“In most places there is a legal requirement to intentionally pollute drinking water with human excrement.” That’s how the Cascadia Green Building Council frames the problem with recycling water. By law and by practice, the region has historically made it illegal, or at least highly impractical, to reuse water, even for uses that obviously don’t require clean drinking water such as flushing the toilet or washing the car. There’s no good reason why we should fill our toilet bowls with clean drinking water rather than lightly used recycled “graywater.”
The Northwest’s water reuse policies are changing, and not a moment too soon. Even in the rainy west side of the region, population growth is pressuring water supplies, just as climate change begins to yield weather mayhem. Water supply problems can be even more intense in the region’s drier places, and in much of the world.

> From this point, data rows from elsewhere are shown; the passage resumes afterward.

// SPDX-License-Identifier: Apache-2.0
// Copyright 2025 r64core contributors
//
// Licensed under the Apache License, Version 2.0 (the "License");
// you may not use this file except in compliance with the License.
// You may obtain a copy of the License at
//
//     http://www.apache.org/licenses/LICENSE-2.0
//
// Unless required by applicable law or agreed to in writing, software
// distributed under the License is distributed on an "AS IS" BASIS,
// WITHOUT WARRANTIES OR CONDITIONS OF ANY KIND, either express or implied.
// See the License for the specific language governing permissions and
// limitations under the License.

//! Shift instructions. Variable forms take the amount from rs, masked
//! to 5 bits (32-bit shifts) or 6 bits (64-bit shifts).

use crate::core::cpu::decode::Decoded;
use crate::core::cpu::Cpu;
use crate::core::error::Result;

impl Cpu {
    pub(crate) fn op_sll(&mut self, i: Decoded) -> Result<()> {
        let v = (self.read_reg(i.rt()) as u32) << i.sa();
        self.write_reg32(i.rd(), v);
        Ok(())
    }

    pub(crate) fn op_srl(&mut self, i: Decoded) -> Result<()> {
        let v = (self.read_reg(i.rt()) as u32) >> i.sa();
        self.write_reg32(i.rd(), v);
        Ok(())
    }

    pub(crate) fn op_sra(&mut self, i: Decoded) -> Result<()> {
        let v = (self.read_reg(i.rt()) as i32) >> i.sa();
        self.write_reg32(i.rd(), v as u32);
        Ok(())
    }

    pub(crate) fn op_sllv(&mut self, i: Decoded) -> Result<()> {
        let sa = self.read_reg(i.rs()) as u32 & 0x1F;
        let v = (self.read_reg(i.rt()) as u32) << sa;
        self.write_reg32(i.rd(), v);
        Ok(())
    }

    pub(crate) fn op_srlv(&mut self, i: Decoded) -> Result<()> {
        let sa = self.read_reg(i.rs()) as u32 & 0x1F;
        let v = (self.read_reg(i.rt()) as u32) >> sa;
        self.write_reg32(i.rd(), v);
        Ok(())
    }

    pub(crate) fn op_srav(&mut self, i: Decoded) -> Result<()> {
        let sa = self.read_reg(i.rs()) as u32 & 0x1F;
        let v = (self.read_reg(i.rt()) as i32) >> sa;
        self.write_reg32(i.rd(), v as u32);
        Ok(())
    }

    pub(crate) fn op_dsll(&mut self, i: Decoded) -> Result<()> {
        let v = self.read_reg(i.rt()) << i.sa();
        self.write_reg(i.rd(), v);
        Ok(())
    }

    pub(crate) fn op_dsrl(&mut self, i: Decoded) -> Result<()> {
        let v = self.read_reg(i.rt()) >> i.sa();
        self.write_reg(i.rd(), v);
        Ok(())
    }

    pub(crate) fn op_dsra(&mut self, i: Decoded) -> Result<()> {
        let v = (self.read_reg(i.rt()) as i64) >> i.sa();
        self.write_reg(i.rd(), v as u64);
        Ok(())
    }

    pub(crate) fn op_dsll32(&mut self, i: Decoded) -> Result<()> {
        let v = self.read_reg(i.rt()) << (i.sa() + 32);
        self.write_reg(i.rd(), v);
        Ok(())
    }

    pub(crate) fn op_dsrl32(&mut self, i: Decoded) -> Result<()> {
        let v = self.read_reg(i.rt()) >> (i.sa() + 32);
        self.write_reg(i.rd(), v);
        Ok(())
    }

    pub(crate) fn op_dsra32(&mut self, i: Decoded) -> Result<()> {
        let v = (self.read_reg(i.rt()) as i64) >> (i.sa() + 32);
        self.write_reg(i.rd(), v as u64);
        Ok(())
    }

    pub(crate) fn op_dsllv(&mut self, i: Decoded) -> Result<()> {
        let sa = self.read_reg(i.rs()) as u32 & 0x3F;
        let v = self.read_reg(i.rt()) << sa;
        self.write_reg(i.rd(), v);
        Ok(())
    }

    pub(crate) fn op_dsrlv(&mut self, i: Decoded) -> Result<()> {
        let sa = self.read_reg(i.rs()) as u32 & 0x3F;
        let v = self.read_reg(i.rt()) >> sa;
        self.write_reg(i.rd(), v);
        Ok(())
    }

    pub(crate) fn op_dsrav(&mut self, i: Decoded) -> Result<()> {
        let sa = self.read_reg(i.rs()) as u32 & 0x3F;
        let v = (self.read_reg(i.rt()) as i64) >> sa;
        self.write_reg(i.rd(), v as u64);
        Ok(())
    }
}
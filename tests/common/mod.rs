// SPDX-License-Identifier: Apache-2.0
// Copyright 2025 r64core contributors
//
// Licensed under the Apache License, Version 2.0 (the "License");
// you may not use this file except in compliance with the License.
// You may obtain a copy of the License at
//
//     http://www.apache.org/licenses/LICENSE-2.0
//
// Unless required by applicable law or agreed to in writing, software
// distributed under the License is distributed on an "AS IS" BASIS,
// WITHOUT WARRANTIES OR CONDITIONS OF ANY KIND, either express or implied.
// See the License for the specific language governing permissions and
// limitations under the License.

//! Shared helpers: a synthetic bootable cartridge whose boot code is a
//! caller-supplied program, executed from SP DMEM by the HLE boot.

use r64core::core::config::CoreConfig;
use r64core::core::rom::Rom;
use r64core::core::system::System;

pub fn i_type(op: u32, rs: u32, rt: u32, imm: u32) -> u32 {
    (op << 26) | (rs << 21) | (rt << 16) | (imm & 0xFFFF)
}

pub fn r_type(funct: u32, rs: u32, rt: u32, rd: u32, sa: u32) -> u32 {
    (rs << 21) | (rt << 16) | (rd << 11) | (sa << 6) | funct
}

pub fn nop() -> u32 {
    0
}

pub fn lui(rt: u32, imm: u32) -> u32 {
    i_type(0x0F, 0, rt, imm)
}

pub fn ori(rt: u32, rs: u32, imm: u32) -> u32 {
    i_type(0x0D, rs, rt, imm)
}

pub fn addiu(rt: u32, rs: u32, imm: u32) -> u32 {
    i_type(0x09, rs, rt, imm)
}

pub fn addu(rd: u32, rs: u32, rt: u32) -> u32 {
    r_type(0x21, rs, rt, rd, 0)
}

pub fn sw(rt: u32, base: u32, offset: u32) -> u32 {
    i_type(0x2B, base, rt, offset)
}

pub fn beq(rs: u32, rt: u32, offset: u32) -> u32 {
    i_type(0x04, rs, rt, offset)
}

pub fn bne(rs: u32, rt: u32, offset: u32) -> u32 {
    i_type(0x05, rs, rt, offset)
}

/// A z64 image whose boot code (offset 0x40, the bytes the HLE boot
/// copies to SP DMEM and jumps into) is `program`.
pub fn test_rom_image(program: &[u32]) -> Vec<u8> {
    let mut data = vec![0u8; 0x10_0000];
    data[0..4].copy_from_slice(&[0x80, 0x37, 0x12, 0x40]);
    data[0x20..0x28].copy_from_slice(b"TESTCART");
    data[0x3E] = 0x45; // USA
    for (i, word) in program.iter().enumerate() {
        let off = 0x40 + i * 4;
        data[off..off + 4].copy_from_slice(&word.to_be_bytes());
    }
    data
}

/// A program that mixes a short computation (64 words written to
/// 0x80000400) with an idle loop, so frames keep completing after the
/// work is done.
pub fn workload_program() -> Vec<u32> {
    vec![
        lui(8, 0x8000),
        ori(8, 8, 0x0400),
        addiu(9, 0, 64),
        addiu(10, 0, 0x1234),
        // loop:
        addu(11, 10, 10),
        addu(10, 11, 10),
        addiu(10, 10, 7),
        sw(10, 8, 0),
        addiu(8, 8, 4),
        addiu(9, 9, 0xFFFF), // -1
        bne(9, 0, 0xFFF9),   // back to loop
        nop(),
        // idle:
        beq(0, 0, 0xFFFF),
        nop(),
    ]
}

pub fn boot_system(program: &[u32]) -> System {
    let rom = Rom::from_bytes(&test_rom_image(program)).expect("synthetic image must parse");
    System::new(rom, &CoreConfig::default())
}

Long ago, health concerns motivated strict no-contact rules for used domestic water: Every ounce of it must leave the area and flow to a waste treatment plant. The laws have scarcely changed until recently. That policy may have made sense when building trades were not very sophisticated in the Northwest, when inspectors were scarce, and when water was bountiful. Now, plumbers and plumbing inspectors are highly professionalized, many builders are creative and green-minded. Plus water is increasingly scarce and expensive.
Fortunately, several jurisdictions in the Northwest are leading the way to legalizing sensible, low-cost water-recycling solutions.